***** Task data *****

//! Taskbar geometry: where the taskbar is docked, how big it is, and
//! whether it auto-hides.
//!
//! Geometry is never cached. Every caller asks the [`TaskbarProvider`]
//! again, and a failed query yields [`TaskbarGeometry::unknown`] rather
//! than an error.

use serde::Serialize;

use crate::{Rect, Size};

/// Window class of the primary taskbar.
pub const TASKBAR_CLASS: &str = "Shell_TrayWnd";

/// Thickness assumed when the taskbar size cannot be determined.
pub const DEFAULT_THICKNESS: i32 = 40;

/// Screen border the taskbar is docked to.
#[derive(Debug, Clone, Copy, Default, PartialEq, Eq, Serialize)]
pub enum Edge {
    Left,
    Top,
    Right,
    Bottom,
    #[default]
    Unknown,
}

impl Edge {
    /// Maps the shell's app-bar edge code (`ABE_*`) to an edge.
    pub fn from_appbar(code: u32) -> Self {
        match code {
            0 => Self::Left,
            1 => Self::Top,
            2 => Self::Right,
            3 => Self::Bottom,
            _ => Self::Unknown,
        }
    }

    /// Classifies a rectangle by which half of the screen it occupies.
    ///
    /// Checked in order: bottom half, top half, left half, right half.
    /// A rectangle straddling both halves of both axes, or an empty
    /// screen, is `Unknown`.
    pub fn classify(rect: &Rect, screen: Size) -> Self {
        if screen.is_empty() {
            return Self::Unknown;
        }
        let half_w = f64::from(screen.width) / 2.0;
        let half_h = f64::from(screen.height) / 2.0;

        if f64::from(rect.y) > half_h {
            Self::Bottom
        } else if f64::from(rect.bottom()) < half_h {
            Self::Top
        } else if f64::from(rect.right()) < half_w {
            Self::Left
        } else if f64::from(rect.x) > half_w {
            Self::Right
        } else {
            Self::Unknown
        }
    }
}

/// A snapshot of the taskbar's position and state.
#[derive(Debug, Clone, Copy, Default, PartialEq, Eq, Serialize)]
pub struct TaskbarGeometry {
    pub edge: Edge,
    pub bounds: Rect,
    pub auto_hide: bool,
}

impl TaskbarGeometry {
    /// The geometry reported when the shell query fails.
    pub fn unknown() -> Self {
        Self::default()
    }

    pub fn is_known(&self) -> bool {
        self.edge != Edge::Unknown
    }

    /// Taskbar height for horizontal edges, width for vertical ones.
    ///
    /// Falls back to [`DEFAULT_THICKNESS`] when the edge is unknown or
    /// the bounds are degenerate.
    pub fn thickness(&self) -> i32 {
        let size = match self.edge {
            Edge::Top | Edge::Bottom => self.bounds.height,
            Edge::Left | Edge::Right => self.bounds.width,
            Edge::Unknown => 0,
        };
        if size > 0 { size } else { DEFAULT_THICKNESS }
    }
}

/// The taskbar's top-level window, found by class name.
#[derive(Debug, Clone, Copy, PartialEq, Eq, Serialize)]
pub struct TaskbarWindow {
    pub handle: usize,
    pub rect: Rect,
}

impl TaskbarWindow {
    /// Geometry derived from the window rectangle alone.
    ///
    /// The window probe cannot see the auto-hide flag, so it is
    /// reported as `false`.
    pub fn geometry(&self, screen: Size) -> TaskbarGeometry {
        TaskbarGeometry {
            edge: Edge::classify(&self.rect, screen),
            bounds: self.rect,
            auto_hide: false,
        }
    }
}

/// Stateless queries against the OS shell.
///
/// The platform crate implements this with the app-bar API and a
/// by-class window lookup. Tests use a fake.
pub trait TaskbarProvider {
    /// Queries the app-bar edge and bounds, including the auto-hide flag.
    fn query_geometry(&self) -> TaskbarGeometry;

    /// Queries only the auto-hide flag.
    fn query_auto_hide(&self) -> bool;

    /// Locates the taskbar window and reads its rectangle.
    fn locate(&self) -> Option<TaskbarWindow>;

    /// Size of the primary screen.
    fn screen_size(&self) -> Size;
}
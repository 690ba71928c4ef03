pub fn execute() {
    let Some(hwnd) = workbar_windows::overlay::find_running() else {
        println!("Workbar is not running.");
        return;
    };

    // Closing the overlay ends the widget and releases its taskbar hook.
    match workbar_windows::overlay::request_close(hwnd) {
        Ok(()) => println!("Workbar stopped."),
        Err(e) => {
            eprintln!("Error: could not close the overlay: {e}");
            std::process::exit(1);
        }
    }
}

*****
***** Task data *****

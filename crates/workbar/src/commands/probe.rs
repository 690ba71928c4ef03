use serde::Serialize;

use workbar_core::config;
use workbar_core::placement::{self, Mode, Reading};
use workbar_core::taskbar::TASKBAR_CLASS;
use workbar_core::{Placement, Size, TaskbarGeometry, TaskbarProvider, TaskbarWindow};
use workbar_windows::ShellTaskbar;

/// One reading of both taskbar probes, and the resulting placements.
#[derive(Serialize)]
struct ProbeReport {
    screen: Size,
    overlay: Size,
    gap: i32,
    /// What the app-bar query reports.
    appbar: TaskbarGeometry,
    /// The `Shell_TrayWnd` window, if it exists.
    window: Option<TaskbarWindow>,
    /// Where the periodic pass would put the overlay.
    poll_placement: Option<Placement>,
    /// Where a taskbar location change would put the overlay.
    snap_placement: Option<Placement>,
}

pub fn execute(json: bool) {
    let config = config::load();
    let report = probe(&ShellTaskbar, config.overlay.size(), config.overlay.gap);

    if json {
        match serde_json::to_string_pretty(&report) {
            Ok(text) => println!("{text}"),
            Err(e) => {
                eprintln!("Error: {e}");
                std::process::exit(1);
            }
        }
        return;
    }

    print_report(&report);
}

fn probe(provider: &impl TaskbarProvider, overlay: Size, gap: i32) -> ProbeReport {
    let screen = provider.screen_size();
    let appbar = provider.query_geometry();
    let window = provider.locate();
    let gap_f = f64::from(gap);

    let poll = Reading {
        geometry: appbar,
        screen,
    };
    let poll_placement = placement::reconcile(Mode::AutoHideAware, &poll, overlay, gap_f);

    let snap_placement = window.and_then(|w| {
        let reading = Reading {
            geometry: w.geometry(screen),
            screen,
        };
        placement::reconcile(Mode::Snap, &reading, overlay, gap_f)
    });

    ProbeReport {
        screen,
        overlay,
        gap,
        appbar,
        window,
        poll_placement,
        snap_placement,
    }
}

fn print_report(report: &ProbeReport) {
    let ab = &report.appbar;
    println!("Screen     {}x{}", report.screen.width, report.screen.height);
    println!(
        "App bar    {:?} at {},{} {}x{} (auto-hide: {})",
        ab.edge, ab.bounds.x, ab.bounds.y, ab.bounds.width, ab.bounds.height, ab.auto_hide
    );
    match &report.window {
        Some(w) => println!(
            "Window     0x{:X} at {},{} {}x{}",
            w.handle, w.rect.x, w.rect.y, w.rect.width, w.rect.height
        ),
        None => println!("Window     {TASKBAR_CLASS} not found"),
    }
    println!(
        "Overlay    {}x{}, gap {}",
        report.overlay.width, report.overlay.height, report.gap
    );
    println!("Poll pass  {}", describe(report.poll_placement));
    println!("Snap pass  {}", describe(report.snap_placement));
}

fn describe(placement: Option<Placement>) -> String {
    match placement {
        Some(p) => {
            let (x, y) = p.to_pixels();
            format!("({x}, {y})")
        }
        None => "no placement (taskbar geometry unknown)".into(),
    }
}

*****

▶ _What to work on_: Could you restate, word for word, the lines above from the one with "big it is, and" to the one with "pub struct TaskbarGeometry", both included?

▶ _Exercise response_:
//! Taskbar geometry: where the taskbar is docked, how big it is, and
//! whether it auto-hides.
//!
//! Geometry is never cached. Every caller asks the [`TaskbarProvider`]
//! again, and a failed query yields [`TaskbarGeometry::unknown`] rather
//! than an error.

use serde::Serialize;

use crate::{Rect, Size};

/// Window class of the primary taskbar.
pub const TASKBAR_CLASS: &str = "Shell_TrayWnd";

/// Thickness assumed when the taskbar size cannot be determined.
pub const DEFAULT_THICKNESS: i32 = 40;

/// Screen border the taskbar is docked to.
#[derive(Debug, Clone, Copy, Default, PartialEq, Eq, Serialize)]
pub enum Edge {
    Left,
    Top,
    Right,
    Bottom,
    #[default]
    Unknown,
}

impl Edge {
    /// Maps the shell's app-bar edge code (`ABE_*`) to an edge.
    pub fn from_appbar(code: u32) -> Self {
        match code {
            0 => Self::Left,
            1 => Self::Top,
            2 => Self::Right,
            3 => Self::Bottom,
            _ => Self::Unknown,
        }
    }

    /// Classifies a rectangle by which half of the screen it occupies.
    ///
    /// Checked in order: bottom half, top half, left half, right half.
    /// A rectangle straddling both halves of both axes, or an empty
    /// screen, is `Unknown`.
    pub fn classify(rect: &Rect, screen: Size) -> Self {
        if screen.is_empty() {
            return Self::Unknown;
        }
        let half_w = f64::from(screen.width) / 2.0;
        let half_h = f64::from(screen.height) / 2.0;

        if f64::from(rect.y) > half_h {
            Self::Bottom
        } else if f64::from(rect.bottom()) < half_h {
            Self::Top
        } else if f64::from(rect.right()) < half_w {
            Self::Left
        } else if f64::from(rect.x) > half_w {
            Self::Right
        } else {
            Self::Unknown
        }
    }
}

/// A snapshot of the taskbar's position and state.
#[derive(Debug, Clone, Copy, Default, PartialEq, Eq, Serialize)]
pub struct TaskbarGeometry {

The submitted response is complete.